The ASFA Board will start the recruitment process shortly to replace her, and has asked Vamos to stay until at least 30 June to ensure a smooth transition.

Vamos joined ASFA in 2007, and has held the CEO position for over eight years.

“I am choosing to leave at a time when the leadership and management team are strong and highly skilled," Vamos said. 

"Our people are ASFA’s greatest asset and for a small team, we are able to punch well above our weight. It is this that has allowed us to enjoy the success we have achieved in recent years—particularly in influencing policy, lifting industry standards through our learning programs, delivering our renowned world-class annual conference and engaging with other pension systems globally."

The fact that it is an election year prompted Vamos to make the decision to step down from her role, as it means there will be respite in the second half of the year.

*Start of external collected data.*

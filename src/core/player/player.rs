//! Interruptible response playback queue.

use std::collections::VecDeque;

use bytes::Bytes;
use tracing::{debug, trace, warn};

use super::PlaybackError;
use super::sink::AudioSink;

/// Default amount of audio kept in the sink ahead of the play head.
pub const DEFAULT_LEAD_MS: u64 = 300;

/// Decode PCM 16-bit signed little-endian bytes into normalized samples.
pub fn decode_pcm16(data: &[u8]) -> Result<Vec<f32>, PlaybackError> {
    if data.is_empty() {
        return Err(PlaybackError::Decode("empty audio payload".to_string()));
    }
    if data.len() % 2 != 0 {
        return Err(PlaybackError::Decode(format!(
            "odd PCM16 payload length {}",
            data.len()
        )));
    }

    Ok(data
        .chunks_exact(2)
        .map(|pair| i16::from_le_bytes([pair[0], pair[1]]) as f32 / i16::MAX as f32)
        .collect())
}

/// Handler invoked once a completed stream has fully played out.
pub type DrainedHandler = Box<dyn FnMut(Option<&str>) + Send>;

/// Decoded chunks for one assistant turn.
#[derive(Debug)]
pub struct ResponseStream {
    response_id: Option<String>,
    queue: VecDeque<Vec<f32>>,
    /// Chunks handed to the sink
    cursor: usize,
    /// Chunks accepted into the queue
    received: usize,
    complete: bool,
}

impl ResponseStream {
    fn new(response_id: Option<String>) -> Self {
        Self {
            response_id,
            queue: VecDeque::new(),
            cursor: 0,
            received: 0,
            complete: false,
        }
    }

    pub fn response_id(&self) -> Option<&str> {
        self.response_id.as_deref()
    }

    pub fn cursor(&self) -> usize {
        self.cursor
    }

    pub fn received(&self) -> usize {
        self.received
    }

    pub fn is_complete(&self) -> bool {
        self.complete
    }
}

/// Counters kept by the player.
#[derive(Debug, Clone, Copy, Default, PartialEq, Eq)]
pub struct PlayerStats {
    pub streams: u64,
    pub chunks_played: u64,
    pub chunks_skipped: u64,
    pub stops: u64,
}

/// Plays streamed response audio in strict order and can be cut off at any
/// moment.
pub struct ResponsePlayer {
    sink: Box<dyn AudioSink>,
    lead_ms: u64,
    stream: Option<ResponseStream>,
    on_drained: Option<DrainedHandler>,
    stats: PlayerStats,
}

impl ResponsePlayer {
    pub fn new(sink: Box<dyn AudioSink>, lead_ms: u64) -> Self {
        Self {
            sink,
            lead_ms,
            stream: None,
            on_drained: None,
            stats: PlayerStats::default(),
        }
    }

    /// Register the handler fired when a finished stream has played out.
    pub fn on_drained(&mut self, handler: DrainedHandler) {
        self.on_drained = Some(handler);
    }

    /// Start a new stream, replacing any current one.
    pub fn begin(&mut self, response_id: Option<String>) {
        if let Some(previous) = self.stream.as_ref() {
            debug!(
                "Replacing response stream {:?} ({} chunks queued)",
                previous.response_id,
                previous.queue.len()
            );
        }
        self.stream = Some(ResponseStream::new(response_id));
        self.stats.streams += 1;
    }

    /// Start a new stream that plays after whatever the current one still
    /// has queued. The previous stream never reports drained.
    pub fn chain(&mut self, response_id: Option<String>) {
        let carried = self.stream.take().map(|s| s.queue).unwrap_or_default();
        let mut stream = ResponseStream::new(response_id);
        stream.queue = carried;
        self.stream = Some(stream);
        self.stats.streams += 1;
    }

    /// Decode and queue one chunk. A chunk that fails to decode is skipped;
    /// the stream carries on with the next one.
    pub fn enqueue(&mut self, data: &Bytes) -> Result<(), PlaybackError> {
        let samples = match decode_pcm16(data) {
            Ok(samples) => samples,
            Err(e) => {
                self.stats.chunks_skipped += 1;
                warn!("Skipping response chunk: {}", e);
                return Err(e);
            }
        };

        if self.stream.is_none() {
            self.begin(None);
        }
        if let Some(stream) = self.stream.as_mut() {
            stream.queue.push_back(samples);
            stream.received += 1;
        }
        Ok(())
    }

    /// Move queued chunks into the sink while it holds less than the lead.
    /// Returns the number of chunks handed over.
    pub fn pump(&mut self) -> usize {
        let mut moved = 0;

        while self.sink.buffered_ms() < self.lead_ms {
            let Some(samples) = self.stream.as_mut().and_then(|s| s.queue.pop_front()) else {
                break;
            };

            match self.sink.write(&samples) {
                Ok(()) => {
                    self.stats.chunks_played += 1;
                    moved += 1;
                }
                Err(e) => {
                    self.stats.chunks_skipped += 1;
                    warn!("Failed to write response chunk to output: {}", e);
                }
            }
            if let Some(stream) = self.stream.as_mut() {
                stream.cursor += 1;
            }
        }

        if moved > 0 {
            trace!(moved, queued = self.queue_len(), "Pumped response audio");
        }
        self.check_drained();
        moved
    }

    /// No more chunks will arrive for the current stream.
    pub fn finish(&mut self) {
        if let Some(stream) = self.stream.as_mut() {
            stream.complete = true;
        }
        self.check_drained();
    }

    /// Hard stop: silence output and drop the queue. Safe to call at any time,
    /// any number of times.
    pub fn stop(&mut self) {
        let had_stream = self.stream.take().is_some();
        self.sink.halt();
        if had_stream {
            self.stats.stops += 1;
            debug!("Response playback stopped");
        }
    }

    /// Whether a stream is queued or playing.
    pub fn is_active(&self) -> bool {
        self.stream.is_some()
    }

    /// Chunks waiting to be handed to the sink.
    pub fn queue_len(&self) -> usize {
        self.stream.as_ref().map(|s| s.queue.len()).unwrap_or(0)
    }

    pub fn stream(&self) -> Option<&ResponseStream> {
        self.stream.as_ref()
    }

    pub fn response_id(&self) -> Option<&str> {
        self.stream.as_ref().and_then(|s| s.response_id())
    }

    pub fn stats(&self) -> PlayerStats {
        self.stats
    }

    fn check_drained(&mut self) {
        let drained = self
            .stream
            .as_ref()
            .is_some_and(|s| s.complete && s.queue.is_empty())
            && self.sink.buffered_ms() == 0;
        if !drained {
            return;
        }

        if let Some(stream) = self.stream.take() {
            debug!(
                "Response stream {:?} drained after {} chunks",
                stream.response_id, stream.cursor
            );
            if let Some(handler) = self.on_drained.as_mut() {
                handler(stream.response_id.as_deref());
            }
        }
    }
}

"When you have respite in a year, it does allow a new CEO to settle in, but I also knew that the first six months of this year was going to be absolutely enormous with the conference to do, with so much advocacy, and there's a couple of more things I want to do internally such as gateway governance," she said.

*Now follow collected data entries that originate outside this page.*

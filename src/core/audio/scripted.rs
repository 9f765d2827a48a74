//! Audio source that replays a fixed list of frames.

use std::time::Duration;

use tokio::sync::mpsc;
use tokio::task::JoinHandle;
use tracing::debug;

use super::base::{
    AudioConstraints, AudioFormat, AudioFrame, AudioSource, AudioSourceError,
    FRAME_CHANNEL_CAPACITY, FrameReceiver,
};

/// Failure to report from `open`.
#[derive(Debug, Clone, Copy, PartialEq, Eq)]
enum OpenFailure {
    PermissionDenied,
    DeviceUnavailable,
}

/// Replays pre-built frames as if they were captured live.
///
/// Without pacing every frame is queued as soon as the source opens. With
/// [`ScriptedAudioSource::paced`] frames are delivered at their real-time
/// cadence from a background task, which requires a tokio runtime.
pub struct ScriptedAudioSource {
    frames: Vec<AudioFrame>,
    format: AudioFormat,
    pace: Option<Duration>,
    open_failure: Option<OpenFailure>,
    is_open: bool,
    open_count: u32,
    close_count: u32,
    task: Option<JoinHandle<()>>,
}

impl ScriptedAudioSource {
    /// Create a source that replays `frames`.
    pub fn new(format: AudioFormat, frames: Vec<AudioFrame>) -> Self {
        Self {
            frames,
            format,
            pace: None,
            open_failure: None,
            is_open: false,
            open_count: 0,
            close_count: 0,
            task: None,
        }
    }

    /// Build a script out of `(level, duration_ms)` runs of constant amplitude,
    /// sliced into `frame_ms` frames with contiguous timestamps.
    pub fn from_levels(format: AudioFormat, frame_ms: u32, runs: &[(f32, u32)]) -> Self {
        let mut frames = Vec::new();
        let mut at_ms = 0u64;
        let frame_ms = frame_ms.max(1);

        for &(level, duration_ms) in runs {
            let count = duration_ms / frame_ms;
            for _ in 0..count {
                frames.push(AudioFrame::constant(level, frame_ms, format, at_ms));
                at_ms += frame_ms as u64;
            }
        }

        Self::new(format, frames)
    }

    /// Deliver frames in real time, one per `interval`.
    pub fn paced(mut self, interval: Duration) -> Self {
        self.pace = Some(interval);
        self
    }

    /// Fail `open` with `PermissionDenied`.
    pub fn with_permission_denied(mut self) -> Self {
        self.open_failure = Some(OpenFailure::PermissionDenied);
        self
    }

    /// Fail `open` with `DeviceUnavailable`.
    pub fn with_device_unavailable(mut self) -> Self {
        self.open_failure = Some(OpenFailure::DeviceUnavailable);
        self
    }

    /// Total scripted duration in milliseconds.
    pub fn duration_ms(&self) -> u64 {
        self.frames.iter().map(AudioFrame::duration_ms).sum()
    }

    /// Number of successful `open` calls.
    pub fn open_count(&self) -> u32 {
        self.open_count
    }

    /// Number of `close` calls that actually released the source.
    pub fn close_count(&self) -> u32 {
        self.close_count
    }
}

impl AudioSource for ScriptedAudioSource {
    fn open(&mut self, _constraints: &AudioConstraints) -> Result<FrameReceiver, AudioSourceError> {
        match self.open_failure {
            Some(OpenFailure::PermissionDenied) => {
                return Err(AudioSourceError::PermissionDenied(
                    "scripted source refused access".to_string(),
                ));
            }
            Some(OpenFailure::DeviceUnavailable) => {
                return Err(AudioSourceError::DeviceUnavailable(
                    "scripted source has no device".to_string(),
                ));
            }
            None => {}
        }

        if self.is_open {
            return Err(AudioSourceError::AlreadyOpen);
        }

        let frames = self.frames.clone();
        let (task, rx) = match self.pace {
            None => {
                let (tx, rx) = mpsc::channel(frames.len().max(FRAME_CHANNEL_CAPACITY));
                for frame in frames {
                    // Capacity covers the whole script
                    let _ = tx.try_send(frame);
                }
                (None, rx)
            }
            Some(interval) => {
                let (tx, rx) = mpsc::channel(FRAME_CHANNEL_CAPACITY);
                let task = tokio::spawn(async move {
                    let mut ticker = tokio::time::interval(interval);
                    for frame in frames {
                        ticker.tick().await;
                        if tx.send(frame).await.is_err() {
                            break;
                        }
                    }
                });
                (Some(task), rx)
            }
        };

        self.task = task;
        self.is_open = true;
        self.open_count += 1;
        debug!(
            frames = self.frames.len(),
            format = %self.format,
            "Scripted audio source opened"
        );
        Ok(rx)
    }

    fn close(&mut self) {
        if !self.is_open {
            return;
        }
        if let Some(task) = self.task.take() {
            task.abort();
        }
        self.is_open = false;
        self.close_count += 1;
        debug!("Scripted audio source closed");
    }

    fn is_open(&self) -> bool {
        self.is_open
    }

    fn format(&self) -> Option<AudioFormat> {
        self.is_open.then_some(self.format)
    }
}

impl Drop for ScriptedAudioSource {
    fn drop(&mut self) {
        self.close();
    }
}

#[cfg(test)]
mod tests {
    use super::*;

    fn format() -> AudioFormat {
        AudioFormat::new(16000, 1)
    }

    #[test]
    fn test_from_levels_builds_contiguous_frames() {
        let source = ScriptedAudioSource::from_levels(format(), 20, &[(0.5, 100), (0.0, 60)]);
        assert_eq!(source.frames.len(), 8);
        assert_eq!(source.frames[0].captured_at_ms, 0);
        assert_eq!(source.frames[5].captured_at_ms, 100);
        assert_eq!(source.frames[5].samples[0], 0.0);
        assert_eq!(source.duration_ms(), 160);
    }

    #[tokio::test]
    async fn test_open_delivers_all_frames() {
        let mut source = ScriptedAudioSource::from_levels(format(), 20, &[(0.5, 200)]);
        let mut rx = source.open(&AudioConstraints::default()).unwrap();

        let mut count = 0;
        while let Ok(frame) = rx.try_recv() {
            assert_eq!(frame.sample_rate, 16000);
            count += 1;
        }
        assert_eq!(count, 10);
        assert!(source.is_open());
        assert_eq!(source.format(), Some(format()));
    }

    #[test]
    fn test_open_twice_is_rejected() {
        let mut source = ScriptedAudioSource::from_levels(format(), 20, &[(0.5, 40)]);
        let _rx = source.open(&AudioConstraints::default()).unwrap();
        assert!(matches!(
            source.open(&AudioConstraints::default()),
            Err(AudioSourceError::AlreadyOpen)
        ));
    }

    #[test]
    fn test_close_is_idempotent() {
        let mut source = ScriptedAudioSource::from_levels(format(), 20, &[(0.5, 40)]);
        let _rx = source.open(&AudioConstraints::default()).unwrap();

        source.close();
        source.close();
        source.close();

        assert!(!source.is_open());
        assert_eq!(source.close_count(), 1);
        assert_eq!(source.format(), None);
    }

    #[test]
    fn test_open_failures() {
        let mut denied = ScriptedAudioSource::new(format(), vec![]).with_permission_denied();
        assert!(matches!(
            denied.open(&AudioConstraints::default()),
            Err(AudioSourceError::PermissionDenied(_))
        ));
        assert!(!denied.is_open());

        let mut missing = ScriptedAudioSource::new(format(), vec![]).with_device_unavailable();
        assert!(matches!(
            missing.open(&AudioConstraints::default()),
            Err(AudioSourceError::DeviceUnavailable(_))
        ));
    }

    #[tokio::test]
    async fn test_paced_delivery() {
        let mut source = ScriptedAudioSource::from_levels(format(), 20, &[(0.2, 60)])
            .paced(Duration::from_millis(1));
        let mut rx = source.open(&AudioConstraints::default()).unwrap();

        let mut received = Vec::new();
        while let Some(frame) = rx.recv().await {
            received.push(frame.captured_at_ms);
        }
        assert_eq!(received, vec![0, 20, 40]);
    }
}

"They all need to be finished by June 30 so it’s going to be a massive time. But I just thought I can work seven days a week for the next few months and then leave the future CEO a very strong industry and a strong organisation.

“Whilst this has been a hard decision, it has been made easier knowing that ASFA is in such good shape. I thank the board for their support and look forward to watching the organisation continue to grow in influence and success."

ASFA chair, Dr Michael Easson, said Vamos had been an advocate for including various aspects into the superannuation debate such as insurance, investment governance, and advice, while pushing for industry self-regulation.